> **Assignment**: Write out exactly, and only, the lines from the one containing "assert_eq!(count.failures, 0);" through the last line of the listing below.

> **Source data**:
-=-=-

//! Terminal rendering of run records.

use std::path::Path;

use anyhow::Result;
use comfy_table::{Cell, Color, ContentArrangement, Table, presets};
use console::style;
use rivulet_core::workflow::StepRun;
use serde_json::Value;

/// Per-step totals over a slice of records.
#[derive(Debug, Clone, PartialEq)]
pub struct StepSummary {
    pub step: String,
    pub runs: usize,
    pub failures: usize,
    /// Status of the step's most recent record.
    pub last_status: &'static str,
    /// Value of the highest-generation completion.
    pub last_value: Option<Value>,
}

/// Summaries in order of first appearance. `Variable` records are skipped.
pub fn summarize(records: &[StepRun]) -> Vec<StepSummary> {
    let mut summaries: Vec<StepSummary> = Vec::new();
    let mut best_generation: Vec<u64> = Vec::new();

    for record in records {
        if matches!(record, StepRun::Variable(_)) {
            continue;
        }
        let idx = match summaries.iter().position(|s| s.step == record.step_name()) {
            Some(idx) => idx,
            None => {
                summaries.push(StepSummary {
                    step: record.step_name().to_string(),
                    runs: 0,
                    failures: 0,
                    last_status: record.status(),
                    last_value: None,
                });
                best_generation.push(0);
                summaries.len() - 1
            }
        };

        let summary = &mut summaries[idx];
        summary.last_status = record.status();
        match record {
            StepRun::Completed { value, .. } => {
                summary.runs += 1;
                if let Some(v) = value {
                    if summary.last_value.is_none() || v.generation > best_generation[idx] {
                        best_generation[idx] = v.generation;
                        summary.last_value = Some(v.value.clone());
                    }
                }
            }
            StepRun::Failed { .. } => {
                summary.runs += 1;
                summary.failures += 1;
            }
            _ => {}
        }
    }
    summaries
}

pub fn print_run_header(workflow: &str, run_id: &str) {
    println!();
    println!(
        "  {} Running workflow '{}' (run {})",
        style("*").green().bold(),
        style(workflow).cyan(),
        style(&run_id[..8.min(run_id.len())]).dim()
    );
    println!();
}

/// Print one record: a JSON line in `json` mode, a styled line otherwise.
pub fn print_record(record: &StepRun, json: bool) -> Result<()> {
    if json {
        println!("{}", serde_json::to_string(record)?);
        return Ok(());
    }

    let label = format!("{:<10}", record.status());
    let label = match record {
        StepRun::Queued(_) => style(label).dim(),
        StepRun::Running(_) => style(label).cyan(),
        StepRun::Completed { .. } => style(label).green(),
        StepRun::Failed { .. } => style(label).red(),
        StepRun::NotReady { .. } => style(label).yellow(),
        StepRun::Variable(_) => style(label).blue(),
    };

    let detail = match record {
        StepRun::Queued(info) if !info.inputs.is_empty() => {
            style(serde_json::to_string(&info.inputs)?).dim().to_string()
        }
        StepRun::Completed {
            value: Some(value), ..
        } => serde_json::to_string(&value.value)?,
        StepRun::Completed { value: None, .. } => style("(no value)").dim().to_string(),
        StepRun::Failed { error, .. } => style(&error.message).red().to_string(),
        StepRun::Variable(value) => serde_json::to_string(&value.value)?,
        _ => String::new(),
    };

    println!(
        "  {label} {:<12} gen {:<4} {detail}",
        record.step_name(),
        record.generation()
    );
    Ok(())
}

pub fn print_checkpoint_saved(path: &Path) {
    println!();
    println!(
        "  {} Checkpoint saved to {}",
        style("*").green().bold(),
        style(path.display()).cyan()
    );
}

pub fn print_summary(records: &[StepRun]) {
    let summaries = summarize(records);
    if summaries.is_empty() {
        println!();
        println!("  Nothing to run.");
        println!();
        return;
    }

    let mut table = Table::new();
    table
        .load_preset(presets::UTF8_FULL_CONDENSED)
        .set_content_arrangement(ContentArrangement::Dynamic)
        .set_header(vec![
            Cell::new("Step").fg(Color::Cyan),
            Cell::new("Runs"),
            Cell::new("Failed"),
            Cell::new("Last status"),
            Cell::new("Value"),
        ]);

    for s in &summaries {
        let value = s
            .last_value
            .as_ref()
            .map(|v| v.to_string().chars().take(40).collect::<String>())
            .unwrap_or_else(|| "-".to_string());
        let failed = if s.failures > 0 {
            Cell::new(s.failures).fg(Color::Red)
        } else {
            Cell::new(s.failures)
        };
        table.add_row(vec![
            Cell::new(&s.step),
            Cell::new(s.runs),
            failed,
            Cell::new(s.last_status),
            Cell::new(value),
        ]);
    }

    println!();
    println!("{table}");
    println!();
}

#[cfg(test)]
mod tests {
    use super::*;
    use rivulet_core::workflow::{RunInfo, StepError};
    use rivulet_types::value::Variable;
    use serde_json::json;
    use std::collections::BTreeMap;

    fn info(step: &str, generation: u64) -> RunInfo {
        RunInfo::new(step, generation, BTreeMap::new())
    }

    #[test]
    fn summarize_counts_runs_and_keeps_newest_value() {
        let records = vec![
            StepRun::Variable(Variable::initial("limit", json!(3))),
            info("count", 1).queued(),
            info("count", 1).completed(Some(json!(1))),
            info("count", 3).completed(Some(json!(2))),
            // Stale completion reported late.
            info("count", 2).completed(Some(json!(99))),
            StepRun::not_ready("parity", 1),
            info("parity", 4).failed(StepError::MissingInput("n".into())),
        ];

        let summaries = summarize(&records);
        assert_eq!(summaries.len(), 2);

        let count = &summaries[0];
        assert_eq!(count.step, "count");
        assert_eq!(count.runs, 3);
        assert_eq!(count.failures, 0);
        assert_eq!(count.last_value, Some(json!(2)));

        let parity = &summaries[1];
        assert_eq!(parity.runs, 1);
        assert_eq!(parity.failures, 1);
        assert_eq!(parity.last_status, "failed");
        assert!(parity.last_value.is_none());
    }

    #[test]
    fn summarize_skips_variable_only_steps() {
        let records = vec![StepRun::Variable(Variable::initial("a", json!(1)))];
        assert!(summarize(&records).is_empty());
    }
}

-=-=-

> **Response to this exercise**:
        assert_eq!(count.failures, 0);
        assert_eq!(count.last_value, Some(json!(2)));

        let parity = &summaries[1];
        assert_eq!(parity.runs, 1);
        assert_eq!(parity.failures, 1);
        assert_eq!(parity.last_status, "failed");
        assert!(parity.last_value.is_none());
    }

    #[test]
    fn summarize_skips_variable_only_steps() {
        let records = vec![StepRun::Variable(Variable::initial("a", json!(1)))];
        assert!(summarize(&records).is_empty());
    }
}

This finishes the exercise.